_Dataset entries_.
Segment Open

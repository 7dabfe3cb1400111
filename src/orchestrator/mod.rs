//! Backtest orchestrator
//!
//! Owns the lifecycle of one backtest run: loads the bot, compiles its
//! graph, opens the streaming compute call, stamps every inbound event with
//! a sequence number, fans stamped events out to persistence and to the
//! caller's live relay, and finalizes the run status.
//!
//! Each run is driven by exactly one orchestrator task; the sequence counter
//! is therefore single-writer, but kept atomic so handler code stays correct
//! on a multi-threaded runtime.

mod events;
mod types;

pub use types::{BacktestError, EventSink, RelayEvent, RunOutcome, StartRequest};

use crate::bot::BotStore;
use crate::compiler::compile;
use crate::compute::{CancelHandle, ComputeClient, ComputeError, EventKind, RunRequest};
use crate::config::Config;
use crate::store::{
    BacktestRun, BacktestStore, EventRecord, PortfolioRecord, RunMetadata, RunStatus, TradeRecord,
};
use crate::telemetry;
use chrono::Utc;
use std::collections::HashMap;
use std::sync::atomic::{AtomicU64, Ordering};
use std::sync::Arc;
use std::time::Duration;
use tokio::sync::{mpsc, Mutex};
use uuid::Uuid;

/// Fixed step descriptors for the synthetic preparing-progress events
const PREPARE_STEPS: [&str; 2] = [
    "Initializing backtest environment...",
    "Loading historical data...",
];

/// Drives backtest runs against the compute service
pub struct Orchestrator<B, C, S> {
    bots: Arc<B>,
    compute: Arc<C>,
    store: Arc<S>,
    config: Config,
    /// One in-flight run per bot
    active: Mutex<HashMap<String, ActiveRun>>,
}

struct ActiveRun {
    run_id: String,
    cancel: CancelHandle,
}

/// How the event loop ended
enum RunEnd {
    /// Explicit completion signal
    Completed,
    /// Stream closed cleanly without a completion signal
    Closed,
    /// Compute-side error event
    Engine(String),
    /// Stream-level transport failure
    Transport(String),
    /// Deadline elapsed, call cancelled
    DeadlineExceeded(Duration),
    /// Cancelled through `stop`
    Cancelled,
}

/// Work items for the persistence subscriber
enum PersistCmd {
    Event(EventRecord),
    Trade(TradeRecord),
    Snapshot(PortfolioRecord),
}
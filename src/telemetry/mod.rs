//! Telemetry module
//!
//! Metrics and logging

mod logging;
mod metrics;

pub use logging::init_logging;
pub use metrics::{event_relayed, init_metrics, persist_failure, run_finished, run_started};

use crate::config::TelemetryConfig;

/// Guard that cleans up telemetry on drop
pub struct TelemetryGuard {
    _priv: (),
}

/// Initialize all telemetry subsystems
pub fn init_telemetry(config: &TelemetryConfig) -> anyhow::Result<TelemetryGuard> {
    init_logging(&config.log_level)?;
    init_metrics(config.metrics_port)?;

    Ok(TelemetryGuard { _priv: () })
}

Segment Closed

_EXERCISE_. Each record, exactly as written, is to be printed again.

_EXERCISE SOLUTION_.
repository 7dabfe3cb1400111
filename src/orchestrator/mod.rs
//! Backtest orchestrator
//!
//! Owns the lifecycle of one backtest run: loads the bot, compiles its
//! graph, opens the streaming compute call, stamps every inbound event with
//! a sequence number, fans stamped events out to persistence and to the
//! caller's live relay, and finalizes the run status.
//!
//! Each run is driven by exactly one orchestrator task; the sequence counter
//! is therefore single-writer, but kept atomic so handler code stays correct
//! on a multi-threaded runtime.

mod events;
mod types;

pub use types::{BacktestError, EventSink, RelayEvent, RunOutcome, StartRequest};

use crate::bot::BotStore;
use crate::compiler::compile;
use crate::compute::{CancelHandle, ComputeClient, ComputeError, EventKind, RunRequest};
use crate::config::Config;
use crate::store::{
    BacktestRun, BacktestStore, EventRecord, PortfolioRecord, RunMetadata, RunStatus, TradeRecord,
};
use crate::telemetry;
use chrono::Utc;
use std::collections::HashMap;
use std::sync::atomic::{AtomicU64, Ordering};
use std::sync::Arc;
use std::time::Duration;
use tokio::sync::{mpsc, Mutex};
use uuid::Uuid;

/// Fixed step descriptors for the synthetic preparing-progress events
const PREPARE_STEPS: [&str; 2] = [
    "Initializing backtest environment...",
    "Loading historical data...",
];

/// Drives backtest runs against the compute service
pub struct Orchestrator<B, C, S> {
    bots: Arc<B>,
    compute: Arc<C>,
    store: Arc<S>,
    config: Config,
    /// One in-flight run per bot
    active: Mutex<HashMap<String, ActiveRun>>,
}

struct ActiveRun {
    run_id: String,
    cancel: CancelHandle,
}

/// How the event loop ended
enum RunEnd {
    /// Explicit completion signal
    Completed,
    /// Stream closed cleanly without a completion signal
    Closed,
    /// Compute-side error event
    Engine(String),
    /// Stream-level transport failure
    Transport(String),
    /// Deadline elapsed, call cancelled
    DeadlineExceeded(Duration),
    /// Cancelled through `stop`
    Cancelled,
}

/// Work items for the persistence subscriber
enum PersistCmd {
    Event(EventRecord),
    Trade(TradeRecord),
    Snapshot(PortfolioRecord),
}
filename src/telemetry/mod.rs
//! Telemetry module
//!
//! Metrics and logging

mod logging;
mod metrics;

pub use logging::init_logging;
pub use metrics::{event_relayed, init_metrics, persist_failure, run_finished, run_started};

use crate::config::TelemetryConfig;

/// Guard that cleans up telemetry on drop
pub struct TelemetryGuard {
    _priv: (),
}

/// Initialize all telemetry subsystems
pub fn init_telemetry(config: &TelemetryConfig) -> anyhow::Result<TelemetryGuard> {
    init_logging(&config.log_level)?;
    init_metrics(config.metrics_port)?;

    Ok(TelemetryGuard { _priv: () })
}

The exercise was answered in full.